--- Data section ---

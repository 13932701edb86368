//! History file persistence — person events and manual entries.
//!
//! File format:
//! ```json
//! {
//!     "version": 1,
//!     "events": [ { "person_id": "...", "event_code": "...", "date": "YYYY-MM-DD" } ],
//!     "manual_entries": [ { "person_id": "...", "currency_id": "...", "date": "YYYY-MM-DD" } ]
//! }
//! ```

use std::path::Path;

use serde::{Deserialize, Serialize};

use crate::error::{CurrencyError, Result};
use crate::history::{InMemoryHistory, ManualEntry, PersonEventRecord};

pub const HISTORY_FILE_VERSION: u32 = 1;

/// Wrapper written to disk for event history.
#[derive(Debug, Clone, Serialize, Deserialize)]
pub struct HistoryFile {
    pub version: u32,
    #[serde(default)]
    pub events: Vec<PersonEventRecord>,
    #[serde(default)]
    pub manual_entries: Vec<ManualEntry>,
}

impl HistoryFile {
    pub fn from_history(history: &InMemoryHistory) -> Self {
        Self {
            version: HISTORY_FILE_VERSION,
            events: history.all_events().cloned().collect(),
            manual_entries: history.all_manual_entries().cloned().collect(),
        }
    }

    pub fn into_history(self) -> InMemoryHistory {
        InMemoryHistory::from_records(self.events, self.manual_entries)
    }
}

/// Read a history file into an [`InMemoryHistory`].
pub fn load_history(path: impl AsRef<Path>) -> Result<InMemoryHistory> {
    let path = path.as_ref();

    if !path.exists() {
        return Err(CurrencyError::NotFound(format!(
            "history file not found: {}",
            path.display()
        )));
    }

    let bytes = std::fs::read(path)?;
    let file: HistoryFile = serde_json::from_slice(&bytes).map_err(|e| {
        CurrencyError::InvalidFileFormat(format!(
            "failed to parse history file {}: {e}",
            path.display()
        ))
    })?;

    if file.version != HISTORY_FILE_VERSION {
        return Err(CurrencyError::InvalidFileFormat(format!(
            "unsupported history file version {} in {}",
            file.version,
            path.display()
        )));
    }

    Ok(file.into_history())
}

/// Write `history` to `path`.
pub fn save_history(path: impl AsRef<Path>, history: &InMemoryHistory) -> Result<()> {
    let json = serde_json::to_string_pretty(&HistoryFile::from_history(history))
        .map_err(|e| CurrencyError::SerializationError(e.to_string()))?;
    std::fs::write(path.as_ref(), json.as_bytes())?;
    Ok(())
}
//! Edge case tests: calendar boundaries, sparse data, and malformed trees.

use std::sync::Arc;

use chrono::NaiveDate;

use flight_currency::time::parse_date;
use flight_currency::{
    CompositeCurrency, CurrencyDefinition, CurrencyEngine, CurrencyState, DefinitionSet,
    Diagnostic, EngineConfig, ExpiryRule, InMemoryHistory, LogicNode, LogicOperator, ManualEntry,
    PersonEventRecord, PersonId, PrimitiveCurrency, RollingWindowMode, Severity,
};

fn d(s: &str) -> NaiveDate {
    parse_date(s).unwrap()
}

fn engine(defs: Vec<CurrencyDefinition>) -> CurrencyEngine {
    CurrencyEngine::new(Arc::new(DefinitionSet::new(defs).unwrap()), EngineConfig::default())
}

fn one_event(code: &str, date: &str) -> InMemoryHistory {
    let mut h = InMemoryHistory::new();
    h.append(PersonEventRecord::new("p1", code, d(date)));
    h
}

fn p1() -> PersonId {
    PersonId::new("p1")
}

// ---------------------------------------------------------------------------
// Calendar
// ---------------------------------------------------------------------------

#[test]
fn edge_leap_day_anchor() {
    let e = engine(vec![PrimitiveCurrency::new("annual", "Annual", 365).event_code("CHK").into()]);
    let out = e.evaluate(&p1(), &one_event("CHK", "2024-02-29"), d("2025-01-01"));
    assert_eq!(out["Annual"].expiry_date, Some(d("2025-02-28")));
    assert_eq!(out["Annual"].days_remaining, Some(58));
}

#[test]
fn edge_expiry_on_evaluation_date_is_expired() {
    let e = engine(vec![PrimitiveCurrency::new("night", "Night", 90).event_code("N").into()]);
    let history = one_event("N", "2024-01-01");

    let on_day = e.evaluate(&p1(), &history, d("2024-03-31"));
    assert_eq!(on_day["Night"].state, CurrencyState::Expired);
    assert_eq!(on_day["Night"].days_remaining, Some(0));
    assert_eq!(on_day["Night"].severity, Severity::Expired);

    let day_before = e.evaluate(&p1(), &history, d("2024-03-30"));
    assert_eq!(day_before["Night"].state, CurrencyState::ExpiringSoon);
    assert_eq!(day_before["Night"].days_remaining, Some(1));
}

#[test]
fn edge_expiring_soon_threshold_is_strict() {
    let e = engine(vec![PrimitiveCurrency::new("night", "Night", 90).event_code("N").into()]);
    let history = one_event("N", "2024-01-01");

    // Expiry 2024-03-31; exactly 30 days out is still current.
    let out = e.evaluate(&p1(), &history, d("2024-03-01"));
    assert_eq!(out["Night"].days_remaining, Some(30));
    assert_eq!(out["Night"].state, CurrencyState::Current);

    let out = e.evaluate(&p1(), &history, d("2024-03-02"));
    assert_eq!(out["Night"].state, CurrencyState::ExpiringSoon);
}

#[test]
fn edge_expiry_beyond_calendar_is_flagged() {
    let e = engine(vec![
        PrimitiveCurrency::new("far", "Far", 30).event_code("F").into(),
        CompositeCurrency::new("wrap", "Wrap", LogicNode::all_of(["far"])).into(),
    ]);
    let mut history = InMemoryHistory::new();
    history.append(PersonEventRecord::new("p1", "F", NaiveDate::MAX));

    let out = e.evaluate(&p1(), &history, NaiveDate::MAX);
    let far = &out["Far"];
    assert_eq!(far.state, CurrencyState::NoData);
    assert_eq!(far.last_event_date, Some(NaiveDate::MAX));
    assert!(far
        .diagnostics
        .contains(&Diagnostic::DateOverflow { id: "far".into() }));

    // The composite carries the leaf diagnostic up.
    assert!(!out["Wrap"].is_held());
    assert!(out["Wrap"]
        .diagnostics
        .contains(&Diagnostic::DateOverflow { id: "far".into() }));
}

#[test]
fn edge_future_events_are_ignored() {
    let e = engine(vec![PrimitiveCurrency::new("night", "Night", 90).event_code("N").into()]);
    let mut history = one_event("N", "2024-01-01");
    history.append(PersonEventRecord::new("p1", "N", d("2024-06-01")));

    let out = e.evaluate(&p1(), &history, d("2024-02-01"));
    assert_eq!(out["Night"].last_event_date, Some(d("2024-01-01")));
    assert_eq!(out["Night"].expiry_date, Some(d("2024-03-31")));
}

// ---------------------------------------------------------------------------
// Rolling windows
// ---------------------------------------------------------------------------

fn ia() -> CurrencyDefinition {
    PrimitiveCurrency::new("ia", "3 IA in 90", 90)
        .event_code("IA")
        .required_count(3)
        .rule(ExpiryRule::RollingWindow)
        .into()
}

fn ia_history(dates: &[&str]) -> InMemoryHistory {
    let mut h = InMemoryHistory::new();
    for date in dates {
        h.append(PersonEventRecord::new("p1", "IA", d(date)));
    }
    h
}

#[test]
fn edge_rolling_window_boundary() {
    let e = engine(vec![ia()]);
    // 2024-01-02 is 89 days before 2024-03-31; 2024-01-01 is 90 days before.
    let inside = ia_history(&["2024-01-02", "2024-02-01", "2024-03-01"]);
    let out = e.evaluate(&p1(), &inside, d("2024-03-31"));
    assert!(out["3 IA in 90"].is_held());
    assert_eq!(out["3 IA in 90"].expiry_date, Some(d("2024-03-31")));
    assert_eq!(out["3 IA in 90"].days_remaining, Some(0));

    let outside = ia_history(&["2024-01-01", "2024-02-01", "2024-03-01"]);
    let out = e.evaluate(&p1(), &outside, d("2024-03-31"));
    assert_eq!(out["3 IA in 90"].state, CurrencyState::Expired);
    assert_eq!(out["3 IA in 90"].expiry_date, None);
    assert_eq!(out["3 IA in 90"].last_event_date, Some(d("2024-03-01")));
}

#[test]
fn edge_held_rolling_window_is_not_severity_expired() {
    let e = engine(vec![
        PrimitiveCurrency::new("recent", "Recent Sortie", 30)
            .event_code("SORTIE")
            .rule(ExpiryRule::RollingWindow)
            .into(),
        PrimitiveCurrency::new("night", "Night", 90).event_code("N").into(),
        CompositeCurrency::new("ready", "Ready", LogicNode::all_of(["recent", "night"])).into(),
    ]);
    let mut history = one_event("SORTIE", "2024-02-28");
    history.append(PersonEventRecord::new("p1", "N", d("2024-02-01")));
    let out = e.evaluate(&p1(), &history, d("2024-03-01"));

    let recent = &out["Recent Sortie"];
    assert!(recent.is_held());
    assert_eq!(recent.days_remaining, Some(0));
    assert_eq!(recent.severity, Severity::Normal);

    // Earliest child is the rolling window, so the composite inherits 0 days.
    let ready = &out["Ready"];
    assert!(ready.is_held());
    assert_eq!(ready.expiry_date, Some(d("2024-03-01")));
    assert_ne!(ready.severity, Severity::Expired);
}

#[test]
fn edge_rolling_window_projected_lapse() {
    let set = Arc::new(DefinitionSet::new(vec![ia()]).unwrap());
    let e = CurrencyEngine::new(
        set,
        EngineConfig::default().with_rolling_window(RollingWindowMode::ProjectedLapse),
    );
    let history = ia_history(&["2024-01-01", "2024-01-20", "2024-02-10"]);
    let out = e.evaluate(&p1(), &history, d("2024-03-01"));

    // The oldest of the three ages out 90 days after it happened.
    assert_eq!(out["3 IA in 90"].expiry_date, Some(d("2024-03-31")));
    assert_eq!(out["3 IA in 90"].days_remaining, Some(30));
    assert_eq!(out["3 IA in 90"].state, CurrencyState::Current);
}

#[test]
fn edge_rolling_window_without_events_is_no_data() {
    let e = engine(vec![ia()]);
    let out = e.evaluate(&p1(), &InMemoryHistory::new(), d("2024-03-01"));
    assert_eq!(out["3 IA in 90"].state, CurrencyState::NoData);
    assert_eq!(out["3 IA in 90"].severity, Severity::Unknown);
}

#[test]
fn edge_required_count_not_met_is_no_data() {
    let e = engine(vec![PrimitiveCurrency::new("ldg", "Landings", 90)
        .event_code("LDG")
        .required_count(3)
        .into()]);
    let out = e.evaluate(&p1(), &one_event("LDG", "2024-02-01"), d("2024-03-01"));
    assert_eq!(out["Landings"].state, CurrencyState::NoData);
    assert_eq!(out["Landings"].expiry_date, None);
}

// ---------------------------------------------------------------------------
// Malformed trees
// ---------------------------------------------------------------------------

#[test]
fn edge_empty_group_is_unsatisfied() {
    let e = engine(vec![
        PrimitiveCurrency::new("night", "Night", 90).event_code("N").into(),
        CompositeCurrency::new("hollow", "Hollow", LogicNode::new(LogicOperator::And)).into(),
        CompositeCurrency::new(
            "either",
            "Either",
            LogicNode::any_of(["night"]).group(LogicNode::new(LogicOperator::Or)),
        )
        .into(),
    ]);
    let out = e.evaluate(&p1(), &one_event("N", "2024-02-01"), d("2024-03-01"));

    assert_eq!(out["Hollow"].state, CurrencyState::NoData);
    assert!(out["Hollow"].diagnostics.contains(&Diagnostic::EmptyGroup {
        operator: LogicOperator::And
    }));

    // An empty branch under OR does not block a held sibling.
    assert!(out["Either"].is_held());
    assert!(out["Either"].diagnostics.contains(&Diagnostic::EmptyGroup {
        operator: LogicOperator::Or
    }));
}

#[test]
fn edge_unknown_reference_under_and_and_or() {
    let e = engine(vec![
        PrimitiveCurrency::new("night", "Night", 90).event_code("N").into(),
        CompositeCurrency::new("strict", "Strict", LogicNode::all_of(["night", "ghost"])).into(),
        CompositeCurrency::new("lenient", "Lenient", LogicNode::any_of(["night", "ghost"])).into(),
    ]);
    let out = e.evaluate(&p1(), &one_event("N", "2024-02-01"), d("2024-03-01"));
    let ghost = Diagnostic::UnknownReference { id: "ghost".into() };

    assert_eq!(out["Strict"].state, CurrencyState::Expired);
    assert!(out["Strict"].diagnostics.contains(&ghost));
    assert!(out["Lenient"].is_held());
    assert!(out["Lenient"].diagnostics.contains(&ghost));
}

#[test]
fn edge_unknown_currency_lookup_is_not_found() {
    let e = engine(vec![PrimitiveCurrency::new("night", "Night", 90).event_code("N").into()]);
    let err = e
        .evaluate_currency(&p1(), &InMemoryHistory::new(), &"ghost".into(), d("2024-03-01"))
        .unwrap_err();
    assert!(err.to_string().contains("ghost"));
}

// ---------------------------------------------------------------------------
// History sources and visibility
// ---------------------------------------------------------------------------

#[test]
fn edge_manual_entry_counts_as_event() {
    let e = engine(vec![PrimitiveCurrency::new("night", "Night", 90).event_code("N").into()]);
    let mut history = one_event("N", "2024-01-01");
    history.append_manual(ManualEntry {
        person_id: p1(),
        currency_id: "night".into(),
        date: d("2024-02-15"),
        note: Some("paper logbook".into()),
    });

    let out = e.evaluate(&p1(), &history, d("2024-03-01"));
    assert_eq!(out["Night"].last_event_date, Some(d("2024-02-15")));
    assert_eq!(out["Night"].expiry_date, Some(d("2024-05-15")));
}

#[test]
fn edge_manual_entry_for_other_person_is_ignored() {
    let e = engine(vec![PrimitiveCurrency::new("night", "Night", 90).event_code("N").into()]);
    let mut history = InMemoryHistory::new();
    history.append_manual(ManualEntry {
        person_id: PersonId::new("p2"),
        currency_id: "night".into(),
        date: d("2024-02-15"),
        note: None,
    });

    let out = e.evaluate(&p1(), &history, d("2024-03-01"));
    assert_eq!(out["Night"].state, CurrencyState::NoData);
}

#[test]
fn edge_hidden_currency_feeds_visible_composite() {
    let e = engine(vec![
        PrimitiveCurrency::new("gf", "Ground Fam", 30).event_code("GF").hidden().into(),
        CompositeCurrency::new("ready", "Ready", LogicNode::all_of(["gf"])).into(),
    ]);
    let history = one_event("GF", "2024-02-20");

    let visible = e.evaluate_visible(&p1(), &history, d("2024-03-01"));
    assert!(!visible.contains_key("Ground Fam"));
    assert!(visible["Ready"].is_held());
    assert_eq!(visible["Ready"].expiry_date, Some(d("2024-03-21")));

    let all = e.evaluate(&p1(), &history, d("2024-03-01"));
    assert!(!all["Ground Fam"].is_visible);
}

#[test]
fn edge_person_without_history() {
    let e = engine(vec![
        PrimitiveCurrency::new("night", "Night", 90).event_code("N").into(),
        CompositeCurrency::new("ready", "Ready", LogicNode::any_of(["night"])).into(),
    ]);
    let out = e.evaluate(&PersonId::new("nobody"), &one_event("N", "2024-02-01"), d("2024-03-01"));
    assert!(out.values().all(|s| s.state == CurrencyState::NoData));
    assert!(out.values().all(|s| s.diagnostics.is_empty()));
}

---

• **Problem requirements**: Return a copy of each line in the entries that contains "defs".

• **Solution**:
fn engine(defs: Vec<CurrencyDefinition>) -> CurrencyEngine {
    CurrencyEngine::new(Arc::new(DefinitionSet::new(defs).unwrap()), EngineConfig::default())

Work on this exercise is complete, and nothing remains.